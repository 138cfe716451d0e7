//! In-memory `Database`/`AlertSink` implementations for tests and local
//! smoke-running. Not a production datastore: `Database`/`AlertSink`
//! model an external system this crate only calls into, never owns.

use std::collections::HashMap;
use std::sync::{Arc, Mutex};

use serviceradar_common::{
    AlertSink, Database, DeviceMetadata, DeviceUpdate, DiscoveredInterface, PollerStatus, Result,
    Service, ServiceStatus, SysmonMetricsBatch, TimeseriesMetric, TopologyDiscoveryEvent,
    UnifiedDevice, WebhookAlert,
};

/// An in-memory stand-in for the streaming datastore. Every write lands in
/// a `Mutex`-guarded map or vec; reads serve straight from memory. Cheap to
/// `Clone` (every field is `Arc`-backed) so the same store can back both
/// the device registry and direct interface/topology publishes.
#[derive(Clone, Default)]
pub struct InMemoryDatabase {
    unified_devices: Arc<Mutex<HashMap<String, UnifiedDevice>>>,
    poller_statuses: Arc<Mutex<HashMap<String, PollerStatus>>>,
    metrics: Arc<Mutex<Vec<TimeseriesMetric>>>,
    service_statuses: Arc<Mutex<Vec<ServiceStatus>>>,
    services: Arc<Mutex<Vec<Service>>>,
    interfaces: Arc<Mutex<Vec<DiscoveredInterface>>>,
    topology_events: Arc<Mutex<Vec<TopologyDiscoveryEvent>>>,
    sysmon_batches: Arc<Mutex<Vec<SysmonMetricsBatch>>>,
}

impl InMemoryDatabase {
    pub fn new() -> Self {
        Self::default()
    }

    pub fn metrics_len(&self) -> usize {
        self.metrics.lock().expect("metrics lock poisoned").len()
    }

    pub fn sysmon_batches_len(&self) -> usize {
        self.sysmon_batches.lock().expect("sysmon batches lock poisoned").len()
    }

    fn upsert(&self, update: &DeviceUpdate) {
        let mut devices = self.unified_devices.lock().expect("unified device lock poisoned");
        let entry = devices.entry(update.device_id.clone()).or_insert_with(|| UnifiedDevice {
            device_id: update.device_id.clone(),
            ip: update.ip.clone(),
            is_available: update.is_available,
            first_seen: update.timestamp,
            last_seen: update.timestamp,
            hostname: update.hostname.clone(),
            mac: update.mac.clone(),
            metadata: DeviceMetadata::default(),
            discovery_sources: Vec::new(),
        });

        entry.ip = update.ip.clone();
        entry.is_available = update.is_available;
        entry.last_seen = update.timestamp;
        if update.hostname.is_some() {
            entry.hostname = update.hostname.clone();
        }
        if update.mac.is_some() {
            entry.mac = update.mac.clone();
        }
        entry.metadata.value.extend(update.metadata.clone());
        if !entry.discovery_sources.contains(&update.source) {
            entry.discovery_sources.push(update.source);
        }
    }
}

#[allow(async_fn_in_trait)]
impl Database for InMemoryDatabase {
    async fn publish_sweep_result(&self, update: &DeviceUpdate) -> Result<()> {
        self.upsert(update);
        Ok(())
    }

    async fn publish_batch_sweep_results(&self, updates: &[DeviceUpdate]) -> Result<()> {
        for update in updates {
            self.upsert(update);
        }
        Ok(())
    }

    async fn publish_batch_discovered_interfaces(&self, interfaces: &[DiscoveredInterface]) -> Result<()> {
        self.interfaces
            .lock()
            .expect("interfaces lock poisoned")
            .extend(interfaces.iter().cloned());
        Ok(())
    }

    async fn publish_batch_topology_discovery_events(&self, events: &[TopologyDiscoveryEvent]) -> Result<()> {
        self.topology_events
            .lock()
            .expect("topology events lock poisoned")
            .extend(events.iter().cloned());
        Ok(())
    }

    async fn store_metrics(&self, metrics: &[TimeseriesMetric]) -> Result<()> {
        self.metrics.lock().expect("metrics lock poisoned").extend(metrics.iter().cloned());
        Ok(())
    }

    async fn update_service_statuses(&self, statuses: &[ServiceStatus]) -> Result<()> {
        self.service_statuses
            .lock()
            .expect("service statuses lock poisoned")
            .extend(statuses.iter().cloned());
        Ok(())
    }

    async fn store_services(&self, services: &[Service]) -> Result<()> {
        self.services.lock().expect("services lock poisoned").extend(services.iter().cloned());
        Ok(())
    }

    async fn store_sysmon_metrics(&self, batches: &[SysmonMetricsBatch]) -> Result<()> {
        self.sysmon_batches
            .lock()
            .expect("sysmon batches lock poisoned")
            .extend(batches.iter().cloned());
        Ok(())
    }

    async fn update_poller_status(&self, poller_id: &str, status: PollerStatus) -> Result<()> {
        self.poller_statuses
            .lock()
            .expect("poller statuses lock poisoned")
            .insert(poller_id.to_string(), status);
        Ok(())
    }

    async fn get_poller_status(&self, poller_id: &str) -> Result<Option<PollerStatus>> {
        Ok(self
            .poller_statuses
            .lock()
            .expect("poller statuses lock poisoned")
            .get(poller_id)
            .copied())
    }

    async fn get_unified_device(&self, device_id: &str) -> Result<Option<UnifiedDevice>> {
        Ok(self
            .unified_devices
            .lock()
            .expect("unified device lock poisoned")
            .get(device_id)
            .cloned())
    }

    async fn get_unified_devices_by_ip(&self, ips: &[String]) -> Result<HashMap<String, UnifiedDevice>> {
        let devices = self.unified_devices.lock().expect("unified device lock poisoned");
        Ok(ips
            .iter()
            .filter_map(|ip| devices.values().find(|d| &d.ip == ip).map(|d| (ip.clone(), d.clone())))
            .collect())
    }

    async fn get_unified_devices_by_ips_or_ids(&self, ips_or_ids: &[String]) -> Result<HashMap<String, UnifiedDevice>> {
        let devices = self.unified_devices.lock().expect("unified device lock poisoned");
        Ok(ips_or_ids
            .iter()
            .filter_map(|key| {
                devices
                    .get(key)
                    .or_else(|| devices.values().find(|d| &d.ip == key))
                    .map(|d| (key.clone(), d.clone()))
            })
            .collect())
    }

    async fn list_unified_devices(&self) -> Result<Vec<UnifiedDevice>> {
        Ok(self.unified_devices.lock().expect("unified device lock poisoned").values().cloned().collect())
    }

    async fn count_unified_devices(&self) -> Result<u64> {
        Ok(self.unified_devices.lock().expect("unified device lock poisoned").len() as u64)
    }
}

/// An [`AlertSink`] that records every alert it receives, for assertions in
/// tests and for local runs where no real webhook transport is configured.
#[derive(Clone, Default)]
pub struct RecordingAlertSink {
    alerts: Arc<Mutex<Vec<WebhookAlert>>>,
}

impl RecordingAlertSink {
    pub fn new() -> Self {
        Self::default()
    }

    pub fn fired(&self) -> Vec<WebhookAlert> {
        self.alerts.lock().expect("alert sink lock poisoned").clone()
    }
}

#[allow(async_fn_in_trait)]
impl AlertSink for RecordingAlertSink {
    async fn alert(&self, alert: WebhookAlert) -> Result<()> {
        tracing::info!(title = %alert.title, poller_id = %alert.poller_id, "alert fired");
        self.alerts.lock().expect("alert sink lock poisoned").push(alert);
        Ok(())
    }
}

#[cfg(test)]
mod tests {
    use super::*;
    use serviceradar_common::DiscoverySource;

    fn update(device_id: &str, ip: &str) -> DeviceUpdate {
        DeviceUpdate {
            device_id: device_id.to_string(),
            ip: ip.to_string(),
            mac: None,
            hostname: None,
            partition: "default".to_string(),
            source: DiscoverySource::Sweep,
            agent_id: String::new(),
            poller_id: String::new(),
            timestamp: 1,
            is_available: true,
            metadata: HashMap::new(),
            confidence: DiscoverySource::Sweep.confidence(),
        }
    }

    #[tokio::test]
    async fn publish_then_count_round_trips() {
        let db = InMemoryDatabase::new();
        db.publish_batch_sweep_results(&[update("default:10.0.0.1", "10.0.0.1")]).await.unwrap();
        assert_eq!(db.count_unified_devices().await.unwrap(), 1);

        let found = db.get_unified_devices_by_ip(&["10.0.0.1".to_string()]).await.unwrap();
        assert!(found.contains_key("10.0.0.1"));
    }

    #[tokio::test]
    async fn recording_alert_sink_keeps_fired_alerts() {
        let sink = RecordingAlertSink::new();
        sink.alert(WebhookAlert::new(
            serviceradar_common::AlertLevel::Critical,
            "Poller Offline",
            "silent",
            "p1",
            1,
        ))
        .await
        .unwrap();

        assert_eq!(sink.fired().len(), 1);
        assert_eq!(sink.fired()[0].title, "Poller Offline");
    }
}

*-*-*

**Assignment**
Using the listing, copy every line where the word "DiscoveredInterface" shows up.

**Task response**
    AlertSink, Database, DeviceMetadata, DeviceUpdate, DiscoveredInterface, PollerStatus, Result,
    interfaces: Arc<Mutex<Vec<DiscoveredInterface>>>,
    async fn publish_batch_discovered_interfaces(&self, interfaces: &[DiscoveredInterface]) -> Result<()> {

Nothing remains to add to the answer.